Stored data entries
· · ·

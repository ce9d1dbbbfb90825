//! Shared application state stored in Serenity's global context, plus the
//! page metadata type that paginated views and the navigator agree on.

use std::sync::Arc;

use serde::Deserialize;
use serenity::prelude::TypeMapKey;

use crate::anilist;
use crate::commands::registry::CommandRegistry;
use crate::config::Config;
use crate::database::ConnectionStore;
use crate::ui::router::InteractionRouter;

/// The central, shared state of the application.
/// An `Arc<AppState>` is stored in the global context for access from the
/// event handler and every command. Built once at startup; the registry is
/// immutable afterwards.
pub struct AppState {
    pub config: Config,
    pub registry: CommandRegistry,
    pub anilist: Arc<anilist::Client>,
    pub store: Arc<dyn ConnectionStore>,
    pub router: Arc<InteractionRouter>,
}

impl AppState {
    pub async fn from_ctx(ctx: &serenity::prelude::Context) -> Option<Arc<Self>> {
        ctx.data.read().await.get::<AppState>().cloned()
    }
}

impl TypeMapKey for AppState {
    type Value = Arc<AppState>;
}

/// Page metadata as reported by the AniList `pageInfo` block.
/// Invariant: `current_page <= last_page`; navigation outside that range is
/// clamped by the navigator, never an error.
#[derive(Debug, Clone, Copy, Default, PartialEq, Eq, Deserialize)]
#[serde(rename_all = "camelCase", default)]
pub struct PageInfo {
    pub current_page: u32,
    pub last_page: u32,
    pub total: u32,
    pub per_page: u32,
}
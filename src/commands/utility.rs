//! Utility commands: `ping`, `help` and `connect`.

use std::sync::Arc;

use async_trait::async_trait;
use serenity::model::channel::Message;
use serenity::prelude::Context;

use super::connect::ConnectCommand;
use super::help::HelpCommand;
use super::registry::{Command, CommandHandler, CommandInfo, HelpInfo, Module};

pub struct UtilityModule;

impl Module for UtilityModule {
    fn name(&self) -> &'static str {
        "utility"
    }

    fn commands(&self) -> Vec<Command> {
        vec![
            Command::new(
                CommandInfo::new("ping").help(HelpInfo {
                    short_desc: "Replies with pong!",
                    long_desc: Some("This command is implemented for developer testing."),
                    examples: &["ping"],
                    ..Default::default()
                }),
                Arc::new(PingCommand),
            ),
            Command::new(
                CommandInfo::new("help").help(HelpInfo {
                    short_desc: "Get a list of all commands or learn more about a \n\
                                 command.",
                    arguments: &[("command", "The command to learn more about (Optional).")],
                    examples: &["help", "help help"],
                    ..Default::default()
                }),
                Arc::new(HelpCommand),
            ),
            Command::new(
                CommandInfo::new("connect").help(HelpInfo {
                    short_desc: "Connects your AniList account.",
                    long_desc: Some(
                        "Connecting your account will allow you to use \n\
                         features that require verifying your account or reading \n\
                         your account data.",
                    ),
                    examples: &["connect"],
                    ..Default::default()
                }),
                Arc::new(ConnectCommand),
            ),
        ]
    }
}

struct PingCommand;

#[async_trait]
impl CommandHandler for PingCommand {
    async fn run(&self, ctx: &Context, msg: &Message, _args: &[String]) -> anyhow::Result<()> {
        msg.channel_id.say(&ctx.http, "pong!").await?;
        Ok(())
    }
}
//! The `connect` command: a direct-message conversation that exchanges an
//! AniList authorization code for a stored account connection.

use async_trait::async_trait;
use serenity::builder::CreateMessage;
use serenity::model::channel::Message;
use serenity::prelude::Context;
use tracing::debug;

use crate::model::AppState;
use crate::services::link::{complete_link, LinkOutcome};
use crate::ui::style;
use crate::ui::ReplyCollector;

use super::registry::CommandHandler;

pub struct ConnectCommand;

#[async_trait]
impl CommandHandler for ConnectCommand {
    async fn run(&self, ctx: &Context, msg: &Message, _args: &[String]) -> anyhow::Result<()> {
        let Some(state) = AppState::from_ctx(ctx).await else {
            return Ok(());
        };
        let auth_url = state.anilist.authorize_url();
        let instructions = format!(
            "Click [here]({auth_url}) to log into your AniList account. \
             Send me your authentication code once you have given me access.\n\n\
             Do not share this code with anyone else."
        );

        // The sub-conversation lives in the invoker's DMs. If they cannot be
        // reached there, say so where the command was issued and stop.
        let dm = match msg.author.create_dm_channel(&ctx.http).await {
            Ok(dm) => dm,
            Err(e) => {
                debug!(target: "link", user = msg.author.id.get(), error = ?e, "could not open DM channel");
                msg.channel_id
                    .send_message(
                        &ctx.http,
                        CreateMessage::new().embed(style::error_embed(
                            "Connection failed",
                            "I had trouble direct messaging the instructions to connect \
                             your AniList account.",
                        )),
                    )
                    .await?;
                return Ok(());
            }
        };
        if dm
            .id
            .send_message(
                &ctx.http,
                CreateMessage::new().embed(style::info_embed(
                    "Connect your AniList account",
                    instructions,
                )),
            )
            .await
            .is_err()
        {
            msg.channel_id
                .send_message(
                    &ctx.http,
                    CreateMessage::new().embed(style::error_embed(
                        "Connection failed",
                        "I had trouble direct messaging the instructions to connect \
                         your AniList account.",
                    )),
                )
                .await?;
            return Ok(());
        }
        if msg.guild_id.is_some() {
            msg.channel_id
                .send_message(
                    &ctx.http,
                    CreateMessage::new().embed(style::info_embed(
                        "Connect your AniList account",
                        "Instructions for connecting your AniList account have been \
                         sent to your direct messages.",
                    )),
                )
                .await?;
        }

        // awaiting_code: one reply, bounded by the collector timeout.
        let collector =
            ReplyCollector::register(&state.router, dm.id, Some(msg.author.id)).await;
        let outcome = match collector.next_reply().await {
            Some(reply) => {
                let code = reply.content.split_whitespace().next().unwrap_or("");
                complete_link(&*state.anilist, &*state.store, msg.author.id, code).await
            }
            // Terminal and silent; the instructions stay visible in the DM.
            None => LinkOutcome::TimedOut,
        };
        debug!(target: "link", user = msg.author.id.get(), outcome = ?outcome, "link conversation finished");

        let response = match &outcome {
            LinkOutcome::Linked { account_name } => style::info_embed(
                "Account connected",
                format!("Connected to AniList account **{account_name}**."),
            ),
            LinkOutcome::InvalidCode => style::error_embed(
                "Invalid code",
                "The authentication code you have provided is invalid.",
            ),
            LinkOutcome::Failed => style::error_embed(
                "Connection failed",
                "I had trouble connecting to your AniList account.",
            ),
            LinkOutcome::TimedOut => return Ok(()),
        };
        dm.id
            .send_message(&ctx.http, CreateMessage::new().embed(response))
            .await?;
        Ok(())
    }
}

· · ·

* Task directions:
Read through the entries above and copy each line that has the string "CreateMessage" in it.

* Expected answer:
use serenity::builder::CreateMessage;
                        CreateMessage::new().embed(style::error_embed(
                CreateMessage::new().embed(style::info_embed(
                    CreateMessage::new().embed(style::error_embed(
                    CreateMessage::new().embed(style::info_embed(
            .send_message(&ctx.http, CreateMessage::new().embed(response))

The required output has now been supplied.